Jerry Sloan, on the Lakers' toughness: "I just hope our guys come with enough toughness to withstand their toughness. They have a terrific team and you learn by playing against them if you want to make yourself better. They will take your nose and stick it in the ground and turn around on their heels on top of it. That's how good they are. We have to learn to fight through that."

FYI, Jerry Sloan's standard for toughness would raise the eyebrows of your average cage fighter. There are many ways you can describe Utah's coach, but "namby" and/or "pamby" do not fit the bill. If he deems the Lakers sufficiently gritty, I'll take his word for it.



12: The total amount of Laker launches from behind the arc. A fairly low number, which is why I really didn't care the Lakers hit only two of them. When the Lakers are discriminate about launching from downtown, a 16.7 percent clip from three-point may not help, but it doesn't necessarily hurt. When they're bombing like a Nellie-coached squad, that's when the lack of marksmanship becomes a serious issue.

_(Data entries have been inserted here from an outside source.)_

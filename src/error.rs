//! Error module
//!
//! Defines custom error types using `thiserror` for the roster parser.
//! This module provides a unified error type that wraps all possible error
//! sources and implements the `From` trait for automatic conversion from
//! underlying error types.

use thiserror::Error;

/// The main error type for the roster parser.
///
/// This enum represents all possible errors that can occur while
/// constructing a parser or parsing a stream, including stream access
/// errors, detection failures, and schema errors.
///
/// # Error Categories
///
/// - **Stream errors**: the stream refused a rewind or read operation
/// - **Detection errors**: the dialect sniffer could not settle on a
///   delimiter/quote convention
/// - **Schema errors**: no header row was detected and no custom header
///   list was supplied
///
/// Row-level data problems (missing required fields, malformed ages) are
/// never reported through this type. Such rows are filtered silently as a
/// data-cleaning policy.
///
/// # Example
///
/// ```rust,ignore
/// use roster_parser::error::RosterParserError;
///
/// fn example() -> Result<(), RosterParserError> {
///     // Errors from underlying types are automatically converted
///     let file = std::fs::File::open("roster.csv")?;
///     Ok(())
/// }
/// ```
#[derive(Error, Debug)]
pub enum RosterParserError {
    /// Stream access error.
    ///
    /// This error occurs when the supplied stream does not support a
    /// required rewind (`seek`) or read operation. Every rewind during
    /// construction and parsing is checked, not only the first.
    #[error("IO error: {0}")]
    Io(#[from] std::io::Error),

    /// CSV reading error from the underlying reader.
    ///
    /// This error occurs when iterating records fails at the CSV layer.
    /// It does not cover rows that merely fail validation.
    #[error("CSV error: {0}")]
    Csv(#[from] csv::Error),

    /// Dialect detection failure.
    ///
    /// This error occurs when the sniffer cannot determine a consistent
    /// delimiter/quote convention from the leading sample, for example
    /// when the sample is empty or single-column.
    #[error("dialect detection failed: {0}")]
    DialectDetection(String),

    /// Missing schema error.
    ///
    /// This error occurs inside `parse()` when no header row was detected
    /// in the stream and no custom header list was supplied at
    /// construction.
    #[error("schema error: {0}")]
    Schema(String),
}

18: Boozer's point tally for the afternoon. Certainly a respectable outing, but what stood out to me were two other numbers attached to it. 17, as in "shot attempts," and zero, as in "number of trips to the line." The former nearly matching the points with the latter non-existent make this an outing I imagine the coaching staff will take any day of the week.

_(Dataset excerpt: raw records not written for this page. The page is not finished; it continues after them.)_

//! Content-Type boundary resolution.

use formpart_core::ParseError;

/// The only media type this decoder accepts.
pub const CONTENT_TYPE_MULTIPART: &str = "multipart/form-data";

/// Extract the multipart boundary from a Content-Type header value.
///
/// The header is split on `;` with each segment trimmed. The first segment
/// must equal `multipart/form-data` exactly (case-sensitive); the second
/// must start with `boundary=`. The boundary is the remainder of that
/// segment, trimmed, with one layer of surrounding `"` stripped. Trailing
/// segments (charset and friends) are ignored.
///
/// # Example
///
/// ```
/// use formpart_http::resolve_boundary;
///
/// let boundary = resolve_boundary("multipart/form-data; boundary=\"b----1234\"").unwrap();
/// assert_eq!(boundary, "b----1234");
/// ```
pub fn resolve_boundary(content_type: &str) -> Result<String, ParseError> {
    let mut segments = content_type.split(';').map(str::trim);

    let media_type = segments.next().unwrap_or_default();
    if media_type != CONTENT_TYPE_MULTIPART {
        return Err(ParseError::WrongContentType(media_type.to_string()));
    }

    let boundary = segments
        .next()
        .and_then(|segment| segment.strip_prefix("boundary="))
        .ok_or(ParseError::MissingBoundary)?;

    let boundary = unquote_boundary(boundary.trim());
    if boundary.is_empty() {
        // The delimiter token must be non-empty to split anything.
        return Err(ParseError::MissingBoundary);
    }

    Ok(boundary.to_string())
}

/// Strip one layer of surrounding double quotes.
fn unquote_boundary(s: &str) -> &str {
    if s.len() >= 2 && s.starts_with('"') && s.ends_with('"') {
        &s[1..s.len() - 1]
    } else {
        s
    }
}

#[cfg(test)]
mod tests {
    use super::*;

    #[test]
    fn reads_a_plain_boundary() {
        let boundary = resolve_boundary("multipart/form-data;boundary=b----1234")
            .expect("boundary resolves");
        assert_eq!(boundary, "b----1234");
    }

    #[test]
    fn reads_a_quoted_boundary_with_padding() {
        let boundary = resolve_boundary("multipart/form-data ; boundary=\"b----1234\"")
            .expect("boundary resolves");
        assert_eq!(boundary, "b----1234");
    }

    #[test]
    fn wrong_media_type_reports_the_given_type() {
        let err = resolve_boundary("text/plain ; charset=UTF-8").expect_err("wrong type");
        assert_eq!(err, ParseError::WrongContentType("text/plain".to_string()));
    }

    #[test]
    fn media_type_match_is_case_sensitive() {
        let err = resolve_boundary("Multipart/Form-Data; boundary=x").expect_err("case matters");
        assert_eq!(
            err,
            ParseError::WrongContentType("Multipart/Form-Data".to_string())
        );
    }

    #[test]
    fn missing_boundary_segment() {
        assert_eq!(
            resolve_boundary("multipart/form-data"),
            Err(ParseError::MissingBoundary)
        );
        assert_eq!(
            resolve_boundary("multipart/form-data ; "),
            Err(ParseError::MissingBoundary)
        );
    }

    #[test]
    fn boundary_must_lead_the_second_segment() {
        // charset first pushes boundary out of the inspected position
        assert_eq!(
            resolve_boundary("multipart/form-data; charset=utf-8; boundary=x"),
            Err(ParseError::MissingBoundary)
        );
    }

    #[test]
    fn empty_boundary_is_missing() {
        assert_eq!(
            resolve_boundary("multipart/form-data; boundary="),
            Err(ParseError::MissingBoundary)
        );
        assert_eq!(
            resolve_boundary("multipart/form-data; boundary=\"\""),
            Err(ParseError::MissingBoundary)
        );
    }

    #[test]
    fn trailing_parameters_are_ignored() {
        let boundary = resolve_boundary("multipart/form-data; boundary=abc; charset=utf-8")
            .expect("boundary resolves");
        assert_eq!(boundary, "abc");
    }
}
//! Raw header line parsing.
//!
//! Each part header line (`Content-Disposition: form-data; name="foo"`)
//! becomes a [`HeaderLine`]: a name, a primary value, and a parameter map
//! keyed by lowercase parameter names.

use std::collections::HashMap;

use formpart_core::ParseError;

/// One parsed header line.
#[derive(Debug, Clone, PartialEq, Eq)]
pub struct HeaderLine {
    name: String,
    value: String,
    parameters: HashMap<String, String>,
}

impl HeaderLine {
    /// Parse a raw header line (without its line terminator).
    ///
    /// The line must contain a `:`; the name side must carry no surrounding
    /// whitespace. The value is split on `;`: the first trimmed segment is
    /// the primary value, and every segment containing `=` contributes a
    /// lowercased key and an unquoted, trimmed value to the parameter map.
    /// Segments without `=` beyond the first are ignored.
    ///
    /// # Example
    ///
    /// ```
    /// use formpart_http::HeaderLine;
    ///
    /// let header = HeaderLine::parse("Content-Disposition: form-data; name=\"foo\"").unwrap();
    /// assert_eq!(header.name(), "Content-Disposition");
    /// assert_eq!(header.value(), "form-data");
    /// assert_eq!(header.parameter("name"), Some("foo"));
    /// ```
    pub fn parse(line: &str) -> Result<Self, ParseError> {
        let Some((name, rest)) = line.split_once(':') else {
            return Err(ParseError::HeaderLine(line.to_string()));
        };

        if name.trim() != name {
            return Err(ParseError::HeaderLineName(line.to_string()));
        }

        let value = rest.split(';').next().map(str::trim).unwrap_or_default().to_string();

        let mut parameters = HashMap::new();
        // The primary value itself may carry a `=` and count as a parameter.
        for segment in rest.split(';').map(str::trim) {
            let Some((key, raw)) = segment.split_once('=') else {
                continue;
            };
            parameters.insert(
                key.trim().to_ascii_lowercase(),
                unquote(raw.trim()).to_string(),
            );
        }

        Ok(Self {
            name: name.to_string(),
            value,
            parameters,
        })
    }

    /// The header name, verbatim.
    #[must_use]
    pub fn name(&self) -> &str {
        &self.name
    }

    /// The primary value: the first trimmed `;` segment.
    #[must_use]
    pub fn value(&self) -> &str {
        &self.value
    }

    /// A parameter value by lowercase key. Absent keys are `None`.
    #[must_use]
    pub fn parameter(&self, key: &str) -> Option<&str> {
        self.parameters.get(key).map(String::as_str)
    }
}

/// Strip one matching layer of surrounding `"` or `'` quotes.
///
/// Inner whitespace survives: `" v1 "` unquotes to ` v1 `.
fn unquote(s: &str) -> &str {
    if s.len() >= 2
        && ((s.starts_with('"') && s.ends_with('"')) || (s.starts_with('\'') && s.ends_with('\'')))
    {
        &s[1..s.len() - 1]
    } else {
        s
    }
}

#[cfg(test)]
mod tests {
    use super::*;

    #[test]
    fn parses_name_and_value() {
        let header = HeaderLine::parse("Foo: bar").expect("header parses");
        assert_eq!(header.name(), "Foo");
        assert_eq!(header.value(), "bar");
    }

    #[test]
    fn missing_colon_is_an_error() {
        let err = HeaderLine::parse("Foo").expect_err("no colon");
        assert_eq!(err, ParseError::HeaderLine("Foo".to_string()));
    }

    #[test]
    fn whitespace_before_colon_is_an_error() {
        let err = HeaderLine::parse("Foo : bar").expect_err("padded name");
        assert_eq!(err, ParseError::HeaderLineName("Foo : bar".to_string()));

        let err = HeaderLine::parse(" Foo: bar").expect_err("leading space");
        assert_eq!(err, ParseError::HeaderLineName(" Foo: bar".to_string()));
    }

    #[test]
    fn parameters_are_lowercased_and_unquoted() {
        let header = HeaderLine::parse("Foo: bar; K1=\"v1\"; k2='v2'; k3=v3")
            .expect("header parses");
        assert_eq!(header.value(), "bar");
        assert_eq!(header.parameter("k1"), Some("v1"));
        assert_eq!(header.parameter("k2"), Some("v2"));
        assert_eq!(header.parameter("k3"), Some("v3"));
    }

    #[test]
    fn quoted_whitespace_survives_unquoting() {
        let header = HeaderLine::parse("Foo: bar; k1=\" v1 \"").expect("header parses");
        assert_eq!(header.parameter("k1"), Some(" v1 "));
    }

    #[test]
    fn absent_parameter_is_none() {
        let header = HeaderLine::parse("Foo: bar; k1=v1").expect("header parses");
        assert_eq!(header.parameter("missing"), None);
    }

    #[test]
    fn segments_without_equals_are_ignored() {
        let header = HeaderLine::parse("Foo: bar; flag; k=v").expect("header parses");
        assert_eq!(header.value(), "bar");
        assert_eq!(header.parameter("flag"), None);
        assert_eq!(header.parameter("k"), Some("v"));
    }

    #[test]
    fn value_may_contain_further_colons() {
        let header = HeaderLine::parse("Host: example.com:8080").expect("header parses");
        assert_eq!(header.name(), "Host");
        assert_eq!(header.value(), "example.com:8080");
    }

    #[test]
    fn disposition_filename_with_quotes() {
        let header =
            HeaderLine::parse("Content-Disposition: form-data; name=\"foo\"; filename=\"text.txt\"")
                .expect("header parses");
        assert_eq!(header.value(), "form-data");
        assert_eq!(header.parameter("name"), Some("foo"));
        assert_eq!(header.parameter("filename"), Some("text.txt"));
    }

    #[test]
    fn unquote_requires_a_matching_pair() {
        assert_eq!(unquote("\"v"), "\"v");
        assert_eq!(unquote("'v\""), "'v\"");
        assert_eq!(unquote("\"\""), "");
        assert_eq!(unquote("v"), "v");
    }
}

24:41: Andrew Bynum played nearly 25 minutes after it was announced a "very small" meniscus tear turned merely "small" after hyper-extending his right knee in the game 6 win over the Thunder. Drew's availability was in question heading into the game, along with how much run he'd be able to handle. I consider this afternoon's PT, along with eight points and 10 rebounds, fairly reassuring. Phil was pleased with Drew's activity and this isn't a series where Bynum strikes me as critical component to begin with. If he can balance reasonable minutes with reasonable production, all gravy as far as I'm concerned.

12: Lamar Odom's rebounds, five of which came of the offensive glass. Generally speaking, when LO is active in this particular aspect of the game, good things happen for the Lakers.

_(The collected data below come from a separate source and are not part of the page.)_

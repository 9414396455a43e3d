//! Nested value trees built from bracket-notation keys.
//!
//! Form submissions encode tree structure in flat key-value pairs using the
//! classic bracket syntax: `name` sets a leaf, `name[]` appends to a
//! sequence, `name[key]` sets a named child, with arbitrary nesting depth
//! (`a[b][]`). [`assemble`] folds an encoded pair sequence (the shape of a
//! query string) into one [`ValueMap`] tree.
//!
//! The tree is generic over its leaf type so form fields (`String` leaves)
//! and uploaded files share one structure and one assembler.
//!
//! # Example
//!
//! ```
//! use formpart_core::{Value, assemble};
//!
//! let tree = assemble("foo=1&bar%5B%5D=a&bar%5B%5D=b&opt%5Bx%5D=y");
//!
//! assert_eq!(tree.get("foo").and_then(Value::as_str), Some("1"));
//! let bar = tree.get("bar").and_then(Value::as_seq).unwrap();
//! assert_eq!(bar.len(), 2);
//! assert_eq!(
//!     tree.get("opt").and_then(|v| v.get("x")).and_then(Value::as_str),
//!     Some("y"),
//! );
//! ```

use serde::ser::{Serialize, Serializer};

use crate::encoding::percent_decode;

/// One node of a decoded form tree.
#[derive(Debug, Clone, PartialEq, Eq)]
pub enum Value<T> {
    /// A terminal value.
    Leaf(T),
    /// An ordered sequence produced by `name[]` appends.
    Seq(Vec<Value<T>>),
    /// A nested mapping produced by `name[key]` children.
    Map(ValueMap<T>),
}

impl<T> Value<T> {
    /// Get the leaf value, if this node is a leaf.
    #[must_use]
    pub fn as_leaf(&self) -> Option<&T> {
        match self {
            Self::Leaf(value) => Some(value),
            _ => None,
        }
    }

    /// Get the sequence elements, if this node is a sequence.
    #[must_use]
    pub fn as_seq(&self) -> Option<&[Value<T>]> {
        match self {
            Self::Seq(items) => Some(items),
            _ => None,
        }
    }

    /// Get the nested map, if this node is a map.
    #[must_use]
    pub fn as_map(&self) -> Option<&ValueMap<T>> {
        match self {
            Self::Map(map) => Some(map),
            _ => None,
        }
    }

    /// Shorthand for looking up a named child of a map node.
    #[must_use]
    pub fn get(&self, key: &str) -> Option<&Value<T>> {
        self.as_map().and_then(|map| map.get(key))
    }

    /// Map every leaf through `f`, dropping leaves for which `f` returns
    /// `None`. Containers are preserved.
    #[must_use]
    pub fn filter_map_leaves<U>(self, f: &mut impl FnMut(T) -> Option<U>) -> Option<Value<U>> {
        match self {
            Self::Leaf(value) => f(value).map(Value::Leaf),
            Self::Seq(items) => Some(Value::Seq(
                items
                    .into_iter()
                    .filter_map(|item| item.filter_map_leaves(f))
                    .collect(),
            )),
            Self::Map(map) => Some(Value::Map(map.filter_map(f))),
        }
    }
}

impl Value<String> {
    /// Get the leaf as `&str`, if this node is a string leaf.
    #[must_use]
    pub fn as_str(&self) -> Option<&str> {
        self.as_leaf().map(String::as_str)
    }
}

/// An insertion-ordered string-keyed mapping of [`Value`] nodes.
///
/// Form trees preserve the order keys first appeared in, matching the
/// ordered associative arrays of classic form decoders. Lookups are linear;
/// form submissions are small.
#[derive(Debug, Clone, PartialEq, Eq)]
pub struct ValueMap<T> {
    entries: Vec<(String, Value<T>)>,
}

impl<T> ValueMap<T> {
    /// Create an empty map.
    #[must_use]
    pub fn new() -> Self {
        Self {
            entries: Vec::new(),
        }
    }

    /// Number of top-level keys.
    #[must_use]
    pub fn len(&self) -> usize {
        self.entries.len()
    }

    /// Returns true if the map has no entries.
    #[must_use]
    pub fn is_empty(&self) -> bool {
        self.entries.is_empty()
    }

    /// Look up a child by key.
    #[must_use]
    pub fn get(&self, key: &str) -> Option<&Value<T>> {
        self.entries
            .iter()
            .find(|(name, _)| name == key)
            .map(|(_, value)| value)
    }

    /// Look up a child mutably by key.
    pub fn get_mut(&mut self, key: &str) -> Option<&mut Value<T>> {
        self.entries
            .iter_mut()
            .find(|(name, _)| name == key)
            .map(|(_, value)| value)
    }

    /// Returns true if the key exists.
    #[must_use]
    pub fn contains_key(&self, key: &str) -> bool {
        self.get(key).is_some()
    }

    /// Set a child, replacing any existing entry with the same key while
    /// keeping its position.
    pub fn insert(&mut self, key: impl Into<String>, value: Value<T>) {
        let key = key.into();
        if let Some(slot) = self.get_mut(&key) {
            *slot = value;
        } else {
            self.entries.push((key, value));
        }
    }

    /// Iterate over entries in insertion order.
    pub fn iter(&self) -> impl Iterator<Item = (&str, &Value<T>)> {
        self.entries
            .iter()
            .map(|(name, value)| (name.as_str(), value))
    }

    /// Iterate over keys in insertion order.
    pub fn keys(&self) -> impl Iterator<Item = &str> {
        self.entries.iter().map(|(name, _)| name.as_str())
    }

    /// Map every leaf of the tree through `f`, dropping leaves for which `f`
    /// returns `None`. Entry order is preserved.
    #[must_use]
    pub fn filter_map_leaves<U>(self, mut f: impl FnMut(T) -> Option<U>) -> ValueMap<U> {
        self.filter_map(&mut f)
    }

    fn filter_map<U>(self, f: &mut impl FnMut(T) -> Option<U>) -> ValueMap<U> {
        ValueMap {
            entries: self
                .entries
                .into_iter()
                .filter_map(|(name, value)| Some((name, value.filter_map_leaves(f)?)))
                .collect(),
        }
    }

    /// Get the child for `key`, inserting `default()` first when absent.
    fn slot_mut(&mut self, key: &str, default: impl FnOnce() -> Value<T>) -> &mut Value<T> {
        let index = match self.entries.iter().position(|(name, _)| name == key) {
            Some(index) => index,
            None => {
                self.entries.push((key.to_string(), default()));
                self.entries.len() - 1
            }
        };
        &mut self.entries[index].1
    }
}

impl<T> Default for ValueMap<T> {
    fn default() -> Self {
        Self::new()
    }
}

impl<T: Serialize> Serialize for Value<T> {
    fn serialize<S: Serializer>(&self, serializer: S) -> Result<S::Ok, S::Error> {
        match self {
            Self::Leaf(value) => value.serialize(serializer),
            Self::Seq(items) => serializer.collect_seq(items),
            Self::Map(map) => map.serialize(serializer),
        }
    }
}

impl<T: Serialize> Serialize for ValueMap<T> {
    fn serialize<S: Serializer>(&self, serializer: S) -> Result<S::Ok, S::Error> {
        serializer.collect_map(self.iter())
    }
}

/// One parsed step of a bracket path.
#[derive(Debug, Clone, Copy, PartialEq, Eq)]
enum Segment<'a> {
    /// `[key]`
    Key(&'a str),
    /// `[]`
    Append,
}

/// Split a decoded key into its root name and bracket path.
///
/// An unterminated `[` makes the whole key a plain name; characters after a
/// `]` that do not open a new group end the path.
fn parse_key(key: &str) -> (&str, Vec<Segment<'_>>) {
    let Some(open) = key.find('[') else {
        return (key, Vec::new());
    };

    let root = &key[..open];
    let mut segments = Vec::new();
    let mut rest = &key[open..];

    while let Some(tail) = rest.strip_prefix('[') {
        let Some(close) = tail.find(']') else {
            // Unterminated group: fall back to the literal key.
            return (key, Vec::new());
        };
        let inner = &tail[..close];
        segments.push(if inner.is_empty() {
            Segment::Append
        } else {
            Segment::Key(inner)
        });
        rest = &tail[close + 1..];
    }

    (root, segments)
}

/// A container placeholder matching the first step of `path`.
fn hole<T>(path: &[Segment<'_>]) -> Value<T> {
    match path.first() {
        Some(Segment::Append) => Value::Seq(Vec::new()),
        _ => Value::Map(ValueMap::new()),
    }
}

/// Write `leaf` at `path` below `node`, creating intermediate containers.
///
/// A node of the wrong kind is replaced by the container the path requires,
/// so repeated plain assignments overwrite and a later `name[]` wins over an
/// earlier scalar `name`.
fn place<T>(node: &mut Value<T>, path: &[Segment<'_>], leaf: T) {
    let Some((head, rest)) = path.split_first() else {
        *node = Value::Leaf(leaf);
        return;
    };

    match head {
        Segment::Append => {
            if !matches!(node, Value::Seq(_)) {
                *node = Value::Seq(Vec::new());
            }
            if let Value::Seq(items) = node {
                items.push(hole(rest));
                if let Some(last) = items.last_mut() {
                    place(last, rest, leaf);
                }
            }
        }
        Segment::Key(key) => {
            if !matches!(node, Value::Map(_)) {
                *node = Value::Map(ValueMap::new());
            }
            if let Value::Map(map) = node {
                place(map.slot_mut(key, || hole(rest)), rest, leaf);
            }
        }
    }
}

/// Fold an ordered sequence of encoded `key=value` pairs (joined with `&`,
/// the shape of a query string) into a nested tree.
///
/// Keys and values are percent-decoded before insertion; bracket groups in
/// the decoded key become structure. Pairs with an empty root name and empty
/// `&` segments are dropped. A pair without `=` gets an empty value.
#[must_use]
pub fn assemble(spec: &str) -> ValueMap<String> {
    let mut tree = ValueMap::new();

    for pair in spec.split('&').filter(|pair| !pair.is_empty()) {
        let (raw_key, raw_value) = match pair.split_once('=') {
            Some((key, value)) => (key, value),
            None => (pair, ""),
        };

        let key = String::from_utf8_lossy(&percent_decode(raw_key)).into_owned();
        let value = String::from_utf8_lossy(&percent_decode(raw_value)).into_owned();

        let (root, path) = parse_key(&key);
        if root.is_empty() {
            continue;
        }

        place(tree.slot_mut(root, || hole(&path)), &path, value);
    }

    tree
}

Kobe Bryant on the game 1 win and his knee:

Kobe Bryant on the second unit, rebounding and an advantage in the paint:

Maybe it was just me, but I sensed a bit of sarcasm from Derek Fisher when it was inferred Kobe and Kobe alone carried the Lakers down the fourth quarter stretch.

It's probably just me.

More from Fish about, among other topics, how the whole series won't come down to stopping Deron Williams:

When asked if he wished he pulled the second unit a little eariler in the fourth quarter during Utah's comeback, Phil's response was low on ambiguity: "Absolutely not." He cited their strong play during game 6 in OKC and an effective enough second quarter this afternoon. He felt an opportunity to redeem the frame was in order.